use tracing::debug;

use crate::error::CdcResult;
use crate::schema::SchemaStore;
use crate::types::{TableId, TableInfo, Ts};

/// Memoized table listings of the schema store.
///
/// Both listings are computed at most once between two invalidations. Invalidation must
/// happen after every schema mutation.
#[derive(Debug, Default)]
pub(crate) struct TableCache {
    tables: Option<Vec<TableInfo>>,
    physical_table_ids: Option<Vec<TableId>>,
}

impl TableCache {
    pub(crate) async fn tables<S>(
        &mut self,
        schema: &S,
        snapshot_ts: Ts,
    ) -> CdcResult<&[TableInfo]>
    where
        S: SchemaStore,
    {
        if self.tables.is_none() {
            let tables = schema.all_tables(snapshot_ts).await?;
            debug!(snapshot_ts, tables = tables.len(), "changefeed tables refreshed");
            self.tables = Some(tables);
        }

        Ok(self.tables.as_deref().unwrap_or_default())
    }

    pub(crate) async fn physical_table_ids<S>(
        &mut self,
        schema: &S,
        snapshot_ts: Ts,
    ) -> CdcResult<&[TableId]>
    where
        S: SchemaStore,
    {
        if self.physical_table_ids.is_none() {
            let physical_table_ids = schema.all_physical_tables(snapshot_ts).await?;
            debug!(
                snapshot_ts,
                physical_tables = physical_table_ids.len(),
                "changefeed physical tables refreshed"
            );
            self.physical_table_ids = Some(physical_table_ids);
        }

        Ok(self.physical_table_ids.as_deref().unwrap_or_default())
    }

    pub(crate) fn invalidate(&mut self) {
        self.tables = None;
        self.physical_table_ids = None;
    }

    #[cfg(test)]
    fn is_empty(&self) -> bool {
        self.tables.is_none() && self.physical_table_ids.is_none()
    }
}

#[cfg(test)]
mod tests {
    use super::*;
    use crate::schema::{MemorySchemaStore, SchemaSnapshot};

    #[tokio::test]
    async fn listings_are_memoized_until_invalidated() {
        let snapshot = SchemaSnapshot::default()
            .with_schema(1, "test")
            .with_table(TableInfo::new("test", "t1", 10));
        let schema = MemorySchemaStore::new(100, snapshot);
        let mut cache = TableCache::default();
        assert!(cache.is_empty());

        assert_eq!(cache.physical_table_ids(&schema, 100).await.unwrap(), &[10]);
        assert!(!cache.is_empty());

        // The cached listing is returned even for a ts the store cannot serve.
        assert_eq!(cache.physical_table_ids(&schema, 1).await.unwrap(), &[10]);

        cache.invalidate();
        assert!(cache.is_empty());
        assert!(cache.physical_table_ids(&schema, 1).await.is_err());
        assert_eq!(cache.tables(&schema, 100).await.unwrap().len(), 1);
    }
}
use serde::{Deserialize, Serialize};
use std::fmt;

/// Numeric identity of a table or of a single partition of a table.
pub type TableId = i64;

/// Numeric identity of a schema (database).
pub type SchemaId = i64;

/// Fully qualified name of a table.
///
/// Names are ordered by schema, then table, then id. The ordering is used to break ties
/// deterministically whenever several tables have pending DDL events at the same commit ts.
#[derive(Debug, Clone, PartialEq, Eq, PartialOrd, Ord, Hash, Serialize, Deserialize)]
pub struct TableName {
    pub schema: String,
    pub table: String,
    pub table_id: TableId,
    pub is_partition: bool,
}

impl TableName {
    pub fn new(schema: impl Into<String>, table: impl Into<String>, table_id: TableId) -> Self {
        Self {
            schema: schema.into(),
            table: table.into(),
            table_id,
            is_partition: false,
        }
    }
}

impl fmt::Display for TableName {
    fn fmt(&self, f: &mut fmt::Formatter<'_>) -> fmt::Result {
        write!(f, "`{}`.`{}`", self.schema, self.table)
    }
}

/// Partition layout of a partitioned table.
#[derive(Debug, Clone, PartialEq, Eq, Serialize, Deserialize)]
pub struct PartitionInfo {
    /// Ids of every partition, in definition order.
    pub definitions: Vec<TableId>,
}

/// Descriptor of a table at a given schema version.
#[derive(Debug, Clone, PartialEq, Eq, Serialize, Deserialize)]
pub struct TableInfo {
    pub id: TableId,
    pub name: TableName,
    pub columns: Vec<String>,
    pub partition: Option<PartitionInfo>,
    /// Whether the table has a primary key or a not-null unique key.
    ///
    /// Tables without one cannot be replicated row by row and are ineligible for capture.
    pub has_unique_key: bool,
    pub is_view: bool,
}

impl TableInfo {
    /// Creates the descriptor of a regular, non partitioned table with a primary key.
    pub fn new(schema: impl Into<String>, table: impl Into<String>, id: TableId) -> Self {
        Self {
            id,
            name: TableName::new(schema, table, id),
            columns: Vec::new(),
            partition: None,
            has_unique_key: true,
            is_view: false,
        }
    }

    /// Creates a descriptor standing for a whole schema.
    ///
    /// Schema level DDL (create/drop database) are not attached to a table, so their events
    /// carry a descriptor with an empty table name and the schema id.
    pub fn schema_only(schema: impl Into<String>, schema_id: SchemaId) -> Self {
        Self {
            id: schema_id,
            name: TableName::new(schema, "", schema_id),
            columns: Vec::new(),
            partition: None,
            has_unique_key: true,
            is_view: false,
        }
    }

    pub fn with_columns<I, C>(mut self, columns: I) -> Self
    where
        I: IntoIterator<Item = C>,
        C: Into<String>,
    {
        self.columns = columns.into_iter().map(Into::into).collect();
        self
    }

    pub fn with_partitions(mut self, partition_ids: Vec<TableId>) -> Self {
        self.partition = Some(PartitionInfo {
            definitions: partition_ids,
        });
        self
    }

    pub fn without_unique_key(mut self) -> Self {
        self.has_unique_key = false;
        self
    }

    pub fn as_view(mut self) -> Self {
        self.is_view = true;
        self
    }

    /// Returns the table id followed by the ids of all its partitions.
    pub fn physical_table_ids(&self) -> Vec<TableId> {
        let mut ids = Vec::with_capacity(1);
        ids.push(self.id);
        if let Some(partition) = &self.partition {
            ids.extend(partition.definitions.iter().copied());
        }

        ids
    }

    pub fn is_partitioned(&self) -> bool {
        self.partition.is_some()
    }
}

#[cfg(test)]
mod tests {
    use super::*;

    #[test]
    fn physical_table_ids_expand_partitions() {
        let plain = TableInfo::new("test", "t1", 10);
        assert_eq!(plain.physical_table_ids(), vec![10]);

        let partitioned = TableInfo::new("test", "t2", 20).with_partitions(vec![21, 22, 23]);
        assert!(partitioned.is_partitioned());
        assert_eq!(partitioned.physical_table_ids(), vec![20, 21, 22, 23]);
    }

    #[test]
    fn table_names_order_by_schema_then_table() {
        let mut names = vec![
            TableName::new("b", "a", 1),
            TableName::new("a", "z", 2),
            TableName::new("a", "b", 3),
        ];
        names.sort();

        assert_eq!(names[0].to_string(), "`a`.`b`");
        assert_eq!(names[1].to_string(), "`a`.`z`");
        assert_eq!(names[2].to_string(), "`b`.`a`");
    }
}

.....

* Try it *
The records above should be printed in full, exactly as they appear.

* Reply *
use tracing::debug;

use crate::error::CdcResult;
use crate::schema::SchemaStore;
use crate::types::{TableId, TableInfo, Ts};

/// Memoized table listings of the schema store.
///
/// Both listings are computed at most once between two invalidations. Invalidation must
/// happen after every schema mutation.
#[derive(Debug, Default)]
pub(crate) struct TableCache {
    tables: Option<Vec<TableInfo>>,
    physical_table_ids: Option<Vec<TableId>>,
}

impl TableCache {
    pub(crate) async fn tables<S>(
        &mut self,
        schema: &S,
        snapshot_ts: Ts,
    ) -> CdcResult<&[TableInfo]>
    where
        S: SchemaStore,
    {
        if self.tables.is_none() {
            let tables = schema.all_tables(snapshot_ts).await?;
            debug!(snapshot_ts, tables = tables.len(), "changefeed tables refreshed");
            self.tables = Some(tables);
        }

        Ok(self.tables.as_deref().unwrap_or_default())
    }

    pub(crate) async fn physical_table_ids<S>(
        &mut self,
        schema: &S,
        snapshot_ts: Ts,
    ) -> CdcResult<&[TableId]>
    where
        S: SchemaStore,
    {
        if self.physical_table_ids.is_none() {
            let physical_table_ids = schema.all_physical_tables(snapshot_ts).await?;
            debug!(
                snapshot_ts,
                physical_tables = physical_table_ids.len(),
                "changefeed physical tables refreshed"
            );
            self.physical_table_ids = Some(physical_table_ids);
        }

        Ok(self.physical_table_ids.as_deref().unwrap_or_default())
    }

    pub(crate) fn invalidate(&mut self) {
        self.tables = None;
        self.physical_table_ids = None;
    }

    #[cfg(test)]
    fn is_empty(&self) -> bool {
        self.tables.is_none() && self.physical_table_ids.is_none()
    }
}

#[cfg(test)]
mod tests {
    use super::*;
    use crate::schema::{MemorySchemaStore, SchemaSnapshot};

    #[tokio::test]
    async fn listings_are_memoized_until_invalidated() {
        let snapshot = SchemaSnapshot::default()
            .with_schema(1, "test")
            .with_table(TableInfo::new("test", "t1", 10));
        let schema = MemorySchemaStore::new(100, snapshot);
        let mut cache = TableCache::default();
        assert!(cache.is_empty());

        assert_eq!(cache.physical_table_ids(&schema, 100).await.unwrap(), &[10]);
        assert!(!cache.is_empty());

        // The cached listing is returned even for a ts the store cannot serve.
        assert_eq!(cache.physical_table_ids(&schema, 1).await.unwrap(), &[10]);

        cache.invalidate();
        assert!(cache.is_empty());
        assert!(cache.physical_table_ids(&schema, 1).await.is_err());
        assert_eq!(cache.tables(&schema, 100).await.unwrap().len(), 1);
    }
}
use serde::{Deserialize, Serialize};
use std::fmt;

/// Numeric identity of a table or of a single partition of a table.
pub type TableId = i64;

/// Numeric identity of a schema (database).
pub type SchemaId = i64;

/// Fully qualified name of a table.
///
/// Names are ordered by schema, then table, then id. The ordering is used to break ties
/// deterministically whenever several tables have pending DDL events at the same commit ts.
#[derive(Debug, Clone, PartialEq, Eq, PartialOrd, Ord, Hash, Serialize, Deserialize)]
pub struct TableName {
    pub schema: String,
    pub table: String,
    pub table_id: TableId,
    pub is_partition: bool,
}

impl TableName {
    pub fn new(schema: impl Into<String>, table: impl Into<String>, table_id: TableId) -> Self {
        Self {
            schema: schema.into(),
            table: table.into(),
            table_id,
            is_partition: false,
        }
    }
}

impl fmt::Display for TableName {
    fn fmt(&self, f: &mut fmt::Formatter<'_>) -> fmt::Result {
        write!(f, "`{}`.`{}`", self.schema, self.table)
    }
}

/// Partition layout of a partitioned table.
#[derive(Debug, Clone, PartialEq, Eq, Serialize, Deserialize)]
pub struct PartitionInfo {
    /// Ids of every partition, in definition order.
    pub definitions: Vec<TableId>,
}

/// Descriptor of a table at a given schema version.
#[derive(Debug, Clone, PartialEq, Eq, Serialize, Deserialize)]
pub struct TableInfo {
    pub id: TableId,
    pub name: TableName,
    pub columns: Vec<String>,
    pub partition: Option<PartitionInfo>,
    /// Whether the table has a primary key or a not-null unique key.
    ///
    /// Tables without one cannot be replicated row by row and are ineligible for capture.
    pub has_unique_key: bool,
    pub is_view: bool,
}

impl TableInfo {
    /// Creates the descriptor of a regular, non partitioned table with a primary key.
    pub fn new(schema: impl Into<String>, table: impl Into<String>, id: TableId) -> Self {
        Self {
            id,
            name: TableName::new(schema, table, id),
            columns: Vec::new(),
            partition: None,
            has_unique_key: true,
            is_view: false,
        }
    }

    /// Creates a descriptor standing for a whole schema.
    ///
    /// Schema level DDL (create/drop database) are not attached to a table, so their events
    /// carry a descriptor with an empty table name and the schema id.
    pub fn schema_only(schema: impl Into<String>, schema_id: SchemaId) -> Self {
        Self {
            id: schema_id,
            name: TableName::new(schema, "", schema_id),
            columns: Vec::new(),
            partition: None,
            has_unique_key: true,
            is_view: false,
        }
    }

    pub fn with_columns<I, C>(mut self, columns: I) -> Self
    where
        I: IntoIterator<Item = C>,
        C: Into<String>,
    {
        self.columns = columns.into_iter().map(Into::into).collect();
        self
    }

    pub fn with_partitions(mut self, partition_ids: Vec<TableId>) -> Self {
        self.partition = Some(PartitionInfo {
            definitions: partition_ids,
        });
        self
    }

    pub fn without_unique_key(mut self) -> Self {
        self.has_unique_key = false;
        self
    }

    pub fn as_view(mut self) -> Self {
        self.is_view = true;
        self
    }

    /// Returns the table id followed by the ids of all its partitions.
    pub fn physical_table_ids(&self) -> Vec<TableId> {
        let mut ids = Vec::with_capacity(1);
        ids.push(self.id);
        if let Some(partition) = &self.partition {
            ids.extend(partition.definitions.iter().copied());
        }

        ids
    }

    pub fn is_partitioned(&self) -> bool {
        self.partition.is_some()
    }
}

#[cfg(test)]
mod tests {
    use super::*;

    #[test]
    fn physical_table_ids_expand_partitions() {
        let plain = TableInfo::new("test", "t1", 10);
        assert_eq!(plain.physical_table_ids(), vec![10]);

        let partitioned = TableInfo::new("test", "t2", 20).with_partitions(vec![21, 22, 23]);
        assert!(partitioned.is_partitioned());
        assert_eq!(partitioned.physical_table_ids(), vec![20, 21, 22, 23]);
    }

    #[test]
    fn table_names_order_by_schema_then_table() {
        let mut names = vec![
            TableName::new("b", "a", 1),
            TableName::new("a", "z", 2),
            TableName::new("a", "b", 3),
        ];
        names.sort();

        assert_eq!(names[0].to_string(), "`a`.`b`");
        assert_eq!(names[1].to_string(), "`a`.`z`");
        assert_eq!(names[2].to_string(), "`b`.`a`");
    }
}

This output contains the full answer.